Pros and Cons of Hiring Agents
But in exchange for the time and efforts of a professional, a buyer will need to make a commitment to an agent via a contract known as a buyer-broker agreement. By signing this agreement, the buyer basically promises to work exclusively with the real estate agent for a set period of time, meaning no going around them to buy directly from a seller or to deal with a seller's listing agent. It also prevents buyers from employing multiple agents to do the legwork and bidding on their behalf, only to go with one in the end.
A buyer who searches and views homes solo and negotiates directly with a seller or the seller's agent, should tread lightly and have experience in buying homes. Buyers who make deals without any agent involvement, that is, directly with a "For Sale by Owner," or FSBO, where no listing agent is involved, must be especially aware of the risks. There are mandatory seller disclosures which can vary by state and others that are required under the federal Real Estate Settlement and Procedures Act, or RESPA.

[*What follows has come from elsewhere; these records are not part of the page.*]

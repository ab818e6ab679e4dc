use std::cell::RefCell;
use std::rc::Rc;

use crate::device::{CompletionTracker, ReleaseQueue, SubmissionTracker};
use crate::map_read::{MapReadCallback, MapReadStatus};
use crate::objects::BufferId;
use crate::serial::Serial;

type Results = Rc<RefCell<Vec<(MapReadStatus, Option<Vec<u8>>)>>>;

fn recording_callback(results: &Results) -> MapReadCallback {
    let results = Rc::clone(results);
    Box::new(move |status: MapReadStatus, data: Option<&[u8]>| {
        results
            .borrow_mut()
            .push((status, data.map(<[u8]>::to_vec)));
    })
}

#[test]
fn pending_serial_is_one_past_last_submitted() {
    let mut serials = SubmissionTracker::new();
    assert_eq!(serials.pending_serial(), Serial(1));
    assert!(serials.is_idle());

    assert_eq!(serials.submitted(), Serial(1));
    assert_eq!(serials.submitted(), Serial(2));
    assert_eq!(serials.pending_serial(), Serial(3));
    assert!(!serials.is_idle());

    assert!(serials.update_completed(Serial(1)));
    assert!(!serials.update_completed(Serial(1)), "stale completion is ignored");
    assert!(serials.update_completed(Serial(2)));
    assert!(serials.is_idle());
}

#[test]
fn released_objects_wait_for_their_serial() {
    let mut queue = ReleaseQueue::new();
    queue.release("a", Serial(1));
    queue.release("b", Serial(2));

    let mut destroyed = Vec::new();
    assert_eq!(queue.tick(Serial(1), |object| destroyed.push(object)), 1);
    assert_eq!(destroyed, vec!["a"]);
    assert_eq!(queue.len(), 1);

    assert_eq!(queue.tick(Serial(2), |object| destroyed.push(object)), 1);
    assert_eq!(destroyed, vec!["a", "b"]);
    assert!(queue.is_empty());
}

#[test]
fn release_uses_the_pending_serial() {
    let mut tracker = CompletionTracker::<u32, Vec<u8>>::new();
    tracker.release(10);
    let first = tracker.submitted();
    tracker.release(11);

    let mut destroyed = Vec::new();
    assert!(tracker.tick(first, |object| destroyed.push(object)));
    assert_eq!(destroyed, vec![10]);
    assert_eq!(tracker.pending_releases(), 1);

    let second = tracker.submitted();
    assert!(tracker.tick(second, |object| destroyed.push(object)));
    assert_eq!(destroyed, vec![10, 11]);
    assert!(tracker.is_idle());
}

#[test]
fn map_read_fires_only_after_its_serial_completes() {
    let results = Results::default();
    let mut tracker = CompletionTracker::<u32, Vec<u8>>::new();

    let first = tracker.submitted();
    tracker.track_map_read(
        BufferId(1),
        0,
        vec![1, 2, 3, 4, 5],
        1..4,
        recording_callback(&results),
    );
    let second = tracker.submitted();

    tracker.tick(first, |_| {});
    assert!(results.borrow().is_empty());
    assert_eq!(tracker.pending_map_reads(), 1);

    tracker.tick(second, |_| {});
    assert_eq!(
        *results.borrow(),
        vec![(MapReadStatus::Success, Some(vec![2, 3, 4]))]
    );
    assert_eq!(tracker.pending_map_reads(), 0);
}

#[test]
fn map_read_out_of_range_reports_error() {
    let results = Results::default();
    let mut tracker = CompletionTracker::<u32, Vec<u8>>::new();
    tracker.track_map_read(BufferId(1), 0, vec![0; 4], 2..8, recording_callback(&results));
    let serial = tracker.submitted();
    tracker.tick(serial, |_| {});
    assert_eq!(*results.borrow(), vec![(MapReadStatus::Error, None)]);
}

#[test]
fn cancelled_map_read_reports_unknown_once() {
    let results = Results::default();
    let mut tracker = CompletionTracker::<u32, Vec<u8>>::new();
    tracker.track_map_read(BufferId(1), 0, vec![0; 4], 0..4, recording_callback(&results));
    tracker.track_map_read(BufferId(2), 1, vec![7; 4], 0..2, recording_callback(&results));

    tracker.cancel_map_reads(BufferId(1));
    assert_eq!(*results.borrow(), vec![(MapReadStatus::Unknown, None)]);

    // The cancelled request holds its mapping until the serial passes.
    assert_eq!(tracker.pending_map_reads(), 2);
    let serial = tracker.submitted();
    tracker.tick(serial, |_| {});
    assert_eq!(
        *results.borrow(),
        vec![
            (MapReadStatus::Unknown, None),
            (MapReadStatus::Success, Some(vec![7, 7])),
        ]
    );
    assert_eq!(tracker.pending_map_reads(), 0);
}

#[test]
fn callbacks_run_before_released_objects_are_destroyed() {
    let order = Rc::new(RefCell::new(Vec::new()));
    let mut tracker = CompletionTracker::<&'static str, Vec<u8>>::new();

    let log = Rc::clone(&order);
    tracker.track_map_read(
        BufferId(1),
        0,
        vec![0; 4],
        0..4,
        Box::new(move |_: MapReadStatus, _: Option<&[u8]>| {
            log.borrow_mut().push("map read")
        }),
    );
    tracker.release("buffer");
    let serial = tracker.submitted();
    tracker.tick(serial, |object| order.borrow_mut().push(object));

    assert_eq!(*order.borrow(), vec!["map read", "buffer"]);
}
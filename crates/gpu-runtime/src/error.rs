use crate::cmd::CmdParseError;

/// Failure reported by a native driver entry point.
///
/// Native failures are never retried internally; they abort the pending
/// submission and surface to the device owner.
#[derive(Debug, Clone, PartialEq, Eq, thiserror::Error)]
pub enum GpuError {
    #[error("out of device memory (requested {requested} bytes)")]
    OutOfMemory { requested: u64 },
    #[error("no memory type satisfies type bits {type_bits:#x} (mappable={mappable})")]
    NoCompatibleMemoryType { type_bits: u32, mappable: bool },
    #[error("device lost")]
    DeviceLost,
    #[error("native call {call} failed with code {code:#x}")]
    Native { call: &'static str, code: i32 },
}

/// A command or resource referenced an object the table does not know about.
#[derive(Debug, Clone, PartialEq, Eq, thiserror::Error)]
pub enum ObjectError {
    #[error("unknown {kind} {id}")]
    Unknown { kind: &'static str, id: u32 },
    #[error("{kind} {id} is not registered with the backend")]
    Unregistered { kind: &'static str, id: u32 },
}

#[derive(Debug, thiserror::Error)]
pub enum ExecuteError {
    #[error(transparent)]
    Parse(#[from] CmdParseError),
    #[error(transparent)]
    Object(#[from] ObjectError),
    #[error(transparent)]
    Gpu(#[from] GpuError),
    #[error("{0} issued with no pipeline bound")]
    NoBoundPipeline(&'static str),
    #[error("{0} issued outside of a render pass")]
    NotInRenderPass(&'static str),
    #[error("subpass {index} begun but the render pass has {count}")]
    SubpassOutOfRange { index: u32, count: u32 },
    #[error("attachment {0} is not part of the render pass and framebuffer")]
    InvalidAttachment(u32),
    #[error("{what} reach slot {end} but only {limit} exist")]
    SlotOutOfRange {
        what: &'static str,
        end: u32,
        limit: u32,
    },
}
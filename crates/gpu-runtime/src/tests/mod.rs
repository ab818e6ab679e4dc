mod completion;
mod protocol_parser;
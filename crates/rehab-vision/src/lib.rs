//! Camera capture and hand perception for NeuroWell assessment sessions
//!
//! This crate provides:
//! - BGR frame buffers and software drawing primitives
//! - Camera acquisition with an ordered backend fallback walk
//! - A paced frame source with last-good-frame recovery
//! - Hand landmark types and the external detector capability trait
//! - Control-point smoothing and gesture predicates
//!
//! # Architecture
//!
//! ```text
//! CameraDevice → FrameSource (pace/mirror/enhance) → HandDetector → games
//! ```
//!
//! The camera and the detector both sit behind traits: sessions keep running
//! (degraded) when either is unavailable.

mod camera;
mod capture;
mod control;
mod frame;
mod gesture;
mod landmarks;

pub use camera::{
    acquire, AcquisitionHints, CameraBackend, CameraDevice, CameraError, CameraProvider,
    SyntheticCamera, SyntheticProvider,
};
pub use capture::{Capture, FrameSource, ENHANCE_GAIN, ENHANCE_OFFSET, RETRY_BACKOFF};
pub use control::{ControlTracker, SMOOTHING_PREVIOUS};
pub use frame::{Color, Frame, Sprite, BYTES_PER_PIXEL};
pub use gesture::{FingerExtension, GestureKind, FIST_MAX_FINGERS, OPEN_HAND_MIN_FINGERS, PINCH_THRESHOLD};
pub use landmarks::{
    BoundingBox, DetectError, HandDetector, Handedness, LandmarkSet, Point, FINGER_PIPS,
    FINGER_TIPS, INDEX_TIP, KEYPOINT_COUNT, THUMB_IP, THUMB_TIP,
};
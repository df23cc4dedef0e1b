//! Common per-tick step contract shared by all four games

use crate::overlay::OverlayCmd;
use rehab_vision::{LandmarkSet, Point};
use std::time::Duration;

/// Everything a game sees for one tick
#[derive(Debug)]
pub struct StepInput<'a> {
    pub frame_width: u32,
    pub frame_height: u32,
    /// Smoothed control point (index fingertip or coasting fallback)
    pub control: Point,
    /// True when `control` comes from a live detection this cycle
    pub control_live: bool,
    /// Most recent detection result (empty when no hands were found)
    pub hands: &'a [LandmarkSet],
    /// Wall-clock time since the session started
    pub elapsed: Duration,
}

/// What one tick produced
#[derive(Debug, Default)]
pub struct StepOutput {
    /// Drawing instructions for the compositor, in paint order
    pub overlay: Vec<OverlayCmd>,
    /// Points awarded (or revoked) this tick
    pub score_delta: i64,
    /// Game-internal end condition reached (board exhausted, checklist done)
    pub finished: bool,
}
//! Gesture checklist assessment (hand function)
//!
//! The patient works through a fixed, ordered list of gestures. Only the
//! current entry is ever evaluated; the index never regresses and completed
//! entries are never re-checked, so a lingering pose cannot double-score.
//! A detection-rate bonus rewards keeping the hand visible.

use crate::overlay::OverlayCmd;
use crate::step::{StepInput, StepOutput};
use rehab_vision::{Color, GestureKind};

/// Points per completed gesture
pub const POINTS_PER_GESTURE: i64 = 20;

/// Maximum detection-rate completion bonus
pub const BONUS_MAX: i64 = 10;

/// Detection rate above which the bonus starts accruing
pub const BONUS_RATE_FLOOR: f64 = 0.80;

/// The assessment's gesture sequence, in order
pub const CHECKLIST: [GestureKind; 5] = [
    GestureKind::OpenHand,
    GestureKind::Fist,
    GestureKind::PeaceSign,
    GestureKind::ThumbUp,
    GestureKind::Pinch,
];

/// One checklist entry
#[derive(Debug, Clone)]
pub struct ChecklistEntry {
    pub gesture: GestureKind,
    pub completed: bool,
}

/// Gesture checklist state
#[derive(Debug, Clone)]
pub struct ChecklistState {
    pub entries: Vec<ChecklistEntry>,
    pub current_index: usize,
    pub score: u32,
    ticks_total: u64,
    ticks_with_hand: u64,
}

impl ChecklistState {
    pub fn new() -> Self {
        Self {
            entries: CHECKLIST
                .iter()
                .map(|&gesture| ChecklistEntry {
                    gesture,
                    completed: false,
                })
                .collect(),
            current_index: 0,
            score: 0,
            ticks_total: 0,
            ticks_with_hand: 0,
        }
    }

    pub fn score(&self) -> i64 {
        self.score as i64
    }

    /// All entries completed
    pub fn all_completed(&self) -> bool {
        self.entries.iter().all(|e| e.completed)
    }

    /// Fraction of ticks in which at least one hand was detected
    pub fn detection_rate(&self) -> f64 {
        self.ticks_with_hand as f64 / self.ticks_total.max(1) as f64
    }

    /// Detection-rate bonus awarded at session end
    pub fn completion_bonus(&self) -> i64 {
        let rate = self.detection_rate();
        if rate > BONUS_RATE_FLOOR {
            ((BONUS_MAX as f64) * (rate - BONUS_RATE_FLOOR) / (1.0 - BONUS_RATE_FLOOR)) as i64
        } else {
            0
        }
    }

    /// Advance one tick, evaluating only the current entry
    pub fn step(&mut self, input: &StepInput) -> StepOutput {
        let mut out = StepOutput::default();
        self.ticks_total += 1;
        if !input.hands.is_empty() {
            self.ticks_with_hand += 1;
        }

        if let Some(entry) = self.entries.get_mut(self.current_index) {
            if !entry.completed {
                if let Some(hand) = input.hands.first() {
                    if entry.gesture.matches(hand) {
                        entry.completed = true;
                        self.score += POINTS_PER_GESTURE as u32;
                        out.score_delta = POINTS_PER_GESTURE;
                        log::info!(
                            "checklist: {} completed ({}/{})",
                            entry.gesture.name(),
                            self.current_index + 1,
                            self.entries.len()
                        );
                        if self.current_index < self.entries.len() - 1 {
                            self.current_index += 1;
                        }
                    }
                }
            }
        }

        out.finished = self.all_completed();
        self.render(input, &mut out.overlay);
        out
    }

    fn render(&self, input: &StepInput, overlay: &mut Vec<OverlayCmd>) {
        let current = &self.entries[self.current_index];
        overlay.push(OverlayCmd::text(
            20,
            30,
            format!("Make this gesture: {}", current.gesture.name()),
            Color::WHITE,
        ));
        overlay.push(OverlayCmd::Text {
            x: 20,
            y: 60,
            text: current.gesture.instruction().to_string(),
            scale: 1,
            color: Color::TEAL,
        });

        // Progress ticks down the left edge
        for (i, entry) in self.entries.iter().enumerate() {
            let color = if entry.completed { Color::GREEN } else { Color::PANEL };
            overlay.push(OverlayCmd::Circle {
                center: rehab_vision::Point::new(30.0, 100.0 + i as f32 * 30.0),
                radius: 8,
                color,
            });
        }

        if input.hands.is_empty() {
            overlay.push(OverlayCmd::text(
                20,
                110,
                "No hand detected - show your hand to camera",
                Color::RED,
            ));
        }
    }
}

impl Default for ChecklistState {
    fn default() -> Self {
        Self::new()
    }
}

#[cfg(test)]
mod tests {
    use super::*;
    use crate::step::StepInput;
    use rehab_vision::{Handedness, LandmarkSet, Point, FINGER_PIPS, FINGER_TIPS, KEYPOINT_COUNT, THUMB_IP, THUMB_TIP};
    use std::time::Duration;

    /// Right-hand fixture with the given digits extended
    fn hand_with(flags: [bool; 5]) -> LandmarkSet {
        let mut pts = vec![Point::new(100.0, 100.0); KEYPOINT_COUNT];
        pts[THUMB_IP] = Point::new(80.0, 90.0);
        pts[THUMB_TIP] = if flags[0] {
            Point::new(60.0, 90.0)
        } else {
            Point::new(90.0, 90.0)
        };
        for (i, (&tip, &pip)) in FINGER_TIPS.iter().zip(FINGER_PIPS.iter()).enumerate() {
            pts[pip] = Point::new(150.0 + i as f32 * 10.0, 80.0);
            pts[tip] = if flags[i + 1] {
                Point::new(150.0 + i as f32 * 10.0, 40.0)
            } else {
                Point::new(150.0 + i as f32 * 10.0, 95.0)
            };
        }
        LandmarkSet::from_keypoints(Handedness::Right, pts)
    }

    fn input(hands: &[LandmarkSet]) -> StepInput<'_> {
        StepInput {
            frame_width: 640,
            frame_height: 480,
            control: Point::new(320.0, 240.0),
            control_live: !hands.is_empty(),
            hands,
            elapsed: Duration::ZERO,
        }
    }

    #[test]
    fn index_is_monotonic_and_advances_at_most_one_per_tick() {
        let mut state = ChecklistState::new();
        let open = [hand_with([true, true, true, true, true])];
        let mut last_index = state.current_index;
        for _ in 0..10 {
            state.step(&input(&open));
            assert!(state.current_index >= last_index);
            assert!(state.current_index - last_index <= 1);
            last_index = state.current_index;
        }
        // Open hand only satisfies the first entry; fist never matches it
        assert_eq!(state.current_index, 1);
        assert_eq!(state.score, POINTS_PER_GESTURE as u32);
    }

    #[test]
    fn completed_entries_are_never_reevaluated() {
        let mut state = ChecklistState::new();
        // Complete OpenHand, then Fist
        state.step(&input(&[hand_with([true, true, true, true, true])]));
        state.step(&input(&[hand_with([false, false, false, false, false])]));
        assert_eq!(state.current_index, 2); // now at Peace

        // A fist again: matches the completed entry 1, but must not score
        let score_before = state.score;
        state.step(&input(&[hand_with([false, false, false, false, false])]));
        assert_eq!(state.score, score_before);
        assert_eq!(state.current_index, 2);
    }

    #[test]
    fn peace_at_index_two_scores_and_advances() {
        let mut state = ChecklistState::new();
        state.entries[0].completed = true;
        state.entries[1].completed = true;
        state.current_index = 2;

        let out = state.step(&input(&[hand_with([false, true, true, false, false])]));

        assert_eq!(state.current_index, 3);
        assert_eq!(out.score_delta, POINTS_PER_GESTURE);
        assert_eq!(state.score, POINTS_PER_GESTURE as u32);
    }

    #[test]
    fn finishes_when_all_completed() {
        let mut state = ChecklistState::new();
        let sequences: [[bool; 5]; 4] = [
            [true, true, true, true, true],    // open hand
            [false, false, false, false, false], // fist
            [false, true, true, false, false], // peace
            [true, false, false, false, false], // thumb up
        ];
        for flags in sequences {
            let out = state.step(&input(&[hand_with(flags)]));
            assert!(!out.finished);
        }
        // Pinch: thumb tip and index tip brought together
        let mut pts = vec![Point::new(200.0, 200.0); KEYPOINT_COUNT];
        pts[THUMB_TIP] = Point::new(100.0, 100.0);
        pts[rehab_vision::INDEX_TIP] = Point::new(110.0, 100.0);
        let pinch = LandmarkSet::from_keypoints(Handedness::Right, pts);
        let out = state.step(&input(&[pinch]));
        assert!(out.finished);
        assert!(state.all_completed());
        assert_eq!(state.score, 5 * POINTS_PER_GESTURE as u32);
    }

    #[test]
    fn completion_bonus_tracks_detection_rate() {
        let mut state = ChecklistState::new();
        state.ticks_total = 100;
        state.ticks_with_hand = 100;
        assert_eq!(state.completion_bonus(), BONUS_MAX);

        state.ticks_with_hand = 90;
        assert_eq!(state.completion_bonus(), 5);

        state.ticks_with_hand = 70;
        assert_eq!(state.completion_bonus(), 0);
    }
}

A homebuyer who chooses to represent themselves in a purchase forgoes the help, advice and expertise of a knowledgeable real estate agent. They also may not save money, which is usually the biggest motivating factor for the DIY buyer. Unless a buyer skillfully negotiates a lower price based on the fact that there is no buyer's agent, the buyer won't save money on the home price. That's because sellers typically pay both the listing agent and the buyer's agent out of the proceeds of the home sale. This amount is usually 5 percent to 6 percent of the home price, and split evenly or nearly evenly between the two agents. Commissions are put in writing when the listing agreement is made and are already worked into the home's asking price. The commission doesn't automatically come off if the buyer arrives without an agent, but an agreement may allow the listing agent to charge a percent or two less if they act as dual agent for both the seller and buyer. A listing agent who isn't acting as a dual agent generally must take on more work anyway, overseeing both sides of the transaction to ensure a smooth closing, a heftier task they likely will want to be compensated for.